Y si no encontramos refugio en lo divino ¿dónde lo vamos a encontrar? ¿En la sociedad? ¿En la justicia? Esa es la fe de los protagonistas, su fe en el sistema, en la sociedad, en la justicia. Y la sociedad y la justicia les defrauda y les traiciona dejando libre a la persona que mató a su hijo, el ser mezquino y egoísta al que ahora van a encontrar cualquier día en cualquier esquina, para revivir una y otra vez un dolor que jamás podrán dejar atrás.
A pesar de la maestría narrativa de la que hace gala el debutante Todd Fiel en la dirección, a la película le falta algo que no pueden suplir ni los sutiles silencios de los actores, ni el inquietante telón de fondo de los paisajes de Maine que se extiende más allá de las ventanas. Field se limita en su película a una fría exposición de los hechos, rigurosamente descriptiva y carente de cualquier tipo de reflexión o búsqueda de respuestas sobre las causas de los mismos. Es como si el realizador temiese el compromiso de aventurarse en una crítica contra la sociedad actual o contra sus valores ambiguos y vacíos de contenido. Y esa ausencia de compromiso es lo que hace de esta película algo verdaderamente atroz y dramático, porque no deja lugar alguno a la esperanza, no ofrece posibilidad alguna a la justicia o a la redención. Sólo nos permite experimentar el vacío y la desesperación de unas pobres gentes, arrastradas por la impotencia, que no tienen más salida para su dolor que la fría venganza. Un vacío y una desesperación que nos hace preguntarnos si nosotros mismos no actuaríamos de igual forma.
Que nadie tiene derecho a tomarse la justicia por su mano es una de las máximas más repetidas en nuestra sociedad contemporánea. Pero qué sucede cuando uno deja de creer en esa sociedad, cuando uno no reconoce como válidos los valores que defiende, cuando el desconcierto domina en la gente y la violencia campea a sus anchas, permitiendo que cualquiera entre con un arma en la mano en un colegio y desencadene una matanza irracional. ¿Quién se compromete a dar respuestas?

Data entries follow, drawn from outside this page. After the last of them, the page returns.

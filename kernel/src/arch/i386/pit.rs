//! 8254 PIT channel 0 as the preemption timer.

use super::io::outb;
use crate::config::PIT_BASE_FREQUENCY;

const PIT_CHANNEL0: u16 = 0x40;
const PIT_COMMAND: u16 = 0x43;

/// Channel 0, lobyte/hibyte, mode 3 (square wave).
const CHANNEL0_SQUARE_WAVE: u8 = 0x36;

/// Program channel 0 to fire at `hz`.
pub fn init(hz: u32) {
    let divisor = (PIT_BASE_FREQUENCY / hz.max(1)).clamp(1, u16::MAX as u32) as u16;
    unsafe {
        outb(PIT_COMMAND, CHANNEL0_SQUARE_WAVE);
        outb(PIT_CHANNEL0, (divisor & 0xFF) as u8);
        outb(PIT_CHANNEL0, (divisor >> 8) as u8);
    }
    log::info!("[TIMER] PIT at {} Hz (divisor {})", hz, divisor);
}
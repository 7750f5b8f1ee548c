use crate::archive::archive_directory;
use crate::download::{DownloadCache, DownloadOptions, DownloadReport, download_all};
use crate::project::{LATEST, Manifest, parse_request};
use crate::registry::search::top_packages;
use crate::registry::{HttpRegistry, Registry};
use crate::resolve::{DependencySpec, ResolutionOptions, ResolvedVersion, Resolver};
use crate::{MirrorConfig, MirrorError, Result, console};
use reqwest::Client;
use std::path::{Path, PathBuf};
use std::sync::Arc;
use std::time::Instant;
use tracing::debug;

/// Where the root package list comes from. With no manifest, packages or
/// `top`, `./package.json` is used.
#[derive(Clone, Debug, Default)]
pub struct MirrorRequest {
    pub manifest: Option<PathBuf>,
    pub packages: Vec<String>,
    pub top: Option<usize>,
    pub options: ResolutionOptions,
}

#[derive(Clone, Debug)]
pub struct MirrorOptions {
    pub dest: PathBuf,
    pub archive: bool,
    pub concurrency: usize,
    pub use_cache: bool,
}

#[derive(Debug)]
pub struct MirrorSummary {
    pub resolved: Vec<ResolvedVersion>,
    pub report: DownloadReport,
    pub archive: Option<PathBuf>,
}

/// Resolves the request and writes every package's tarball into
/// `options.dest`, then optionally packs that directory into `{dest}.tar`.
pub async fn mirror(
    config: &MirrorConfig,
    request: &MirrorRequest,
    options: &MirrorOptions,
) -> Result<MirrorSummary> {
    let registry = Arc::new(HttpRegistry::new(config, Client::new()));
    let resolved = resolve_with(&registry, request, options.concurrency).await?;

    let mut cache = DownloadCache::load(&config.download_record_path());
    let download_options = DownloadOptions {
        dest: options.dest.clone(),
        concurrency: options.concurrency,
        use_cache: options.use_cache,
    };

    console::step(&format!(
        "Downloading into {}...",
        options.dest.display()
    ));
    let report = download_all(
        registry.as_ref(),
        registry.client(),
        &resolved,
        &mut cache,
        &download_options,
    )
    .await?;

    let archive = if options.archive {
        let path = archive_path(&options.dest);
        console::step(&format!("Archiving to {}...", path.display()));
        archive_directory(&options.dest, &path)?;
        Some(path)
    } else {
        None
    };

    Ok(MirrorSummary {
        resolved,
        report,
        archive,
    })
}

/// Resolves the request without downloading anything.
pub async fn resolve(config: &MirrorConfig, request: &MirrorRequest) -> Result<Vec<ResolvedVersion>> {
    let registry = Arc::new(HttpRegistry::new(config, Client::new()));
    resolve_with(&registry, request, config.concurrency).await
}

async fn resolve_with(
    registry: &Arc<HttpRegistry>,
    request: &MirrorRequest,
    fetch_limit: usize,
) -> Result<Vec<ResolvedVersion>> {
    let root = build_root(registry, request).await?;

    console::step("Resolving dependencies...");
    let started = Instant::now();
    let resolved = resolve_request(registry.clone(), &root, request.options, fetch_limit).await;
    debug!(
        "resolved {} packages in {:.3}s",
        resolved.len(),
        started.elapsed().as_secs_f64()
    );

    Ok(resolved)
}

/// Builds the synthetic root manifest for a request, running the popularity
/// search when `top` is set.
pub async fn build_root(registry: &HttpRegistry, request: &MirrorRequest) -> Result<Manifest> {
    let mut requests = request
        .packages
        .iter()
        .map(|value| parse_request(value))
        .collect::<Result<Vec<_>>>()?;

    if let Some(count) = request.top {
        console::step(&format!("Searching for the top {count} packages..."));
        let names = top_packages(registry.client(), registry.base_url(), count).await?;
        requests.extend(names.into_iter().map(|name| DependencySpec {
            name,
            version_range: LATEST.to_string(),
        }));
    }

    let manifest = match &request.manifest {
        Some(path) => Some(path.clone()),
        None if request.packages.is_empty() && request.top.is_none() => {
            Some(PathBuf::from("package.json"))
        }
        None => None,
    };

    root_manifest(manifest.as_deref(), &requests)
}

/// Merges explicit requests into the manifest at `manifest`, or into an
/// empty root. Requests win over the manifest's own `dependencies`.
pub fn root_manifest(manifest: Option<&Path>, requests: &[DependencySpec]) -> Result<Manifest> {
    let Some(path) = manifest else {
        if requests.is_empty() {
            return Err(MirrorError::EmptyRequest {
                reason: "no packages requested".to_string(),
            });
        }
        return Ok(Manifest::from_requests(requests));
    };

    let mut root = Manifest::from_path(path)?;
    for spec in requests {
        root.dependencies
            .insert(spec.name.clone(), spec.version_range.clone());
    }

    Ok(root)
}

/// Runs one fresh resolution, drawing a percentage line from the depth-0
/// progress events. At most `fetch_limit` manifests are fetched at once.
pub async fn resolve_request<R: Registry>(
    registry: Arc<R>,
    root: &Manifest,
    options: ResolutionOptions,
    fetch_limit: usize,
) -> Vec<ResolvedVersion> {
    let resolver = Resolver::new(registry)
        .with_fetch_limit(fetch_limit)
        .with_progress(|event| {
            if event.depth() == 0 {
                console::progress_fraction("🔍", "resolving", event.fraction());
            }
        });

    resolver.reset().await;
    let resolved = resolver.resolve(root, options).await;
    console::clear_line();

    resolved
}

/// `{dest}.tar`, next to the mirror directory.
fn archive_path(dest: &Path) -> PathBuf {
    let normalized: PathBuf = dest.components().collect();
    let mut file = normalized.into_os_string();
    file.push(".tar");
    PathBuf::from(file)
}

A veces creo que vivimos sobre una bomba de relojería que va a hacer explosión en cualquier momento. Pero mientras tanto, preferimos mirar hacia otro lado y disfrutar de nuestra inconsciente felicidad burguesa, rogando a un Dios en el que no creemos, que la vida no nos golpee con la brutalidad con la que vemos, desde la segura ventana de nuestro televisor, que golpea a otros. Y con un poco de suerte, estaremos muertos antes de que la bomba explote. Yo por mi parte, prefiero acercarme humildemente a los valores atemporales e imperecederos de los que hablaba el Buda, y pensar conscientemente que a mí también me puede tocar, y que debo de estar preparado por si tengo que recibir al dolor en mi vida.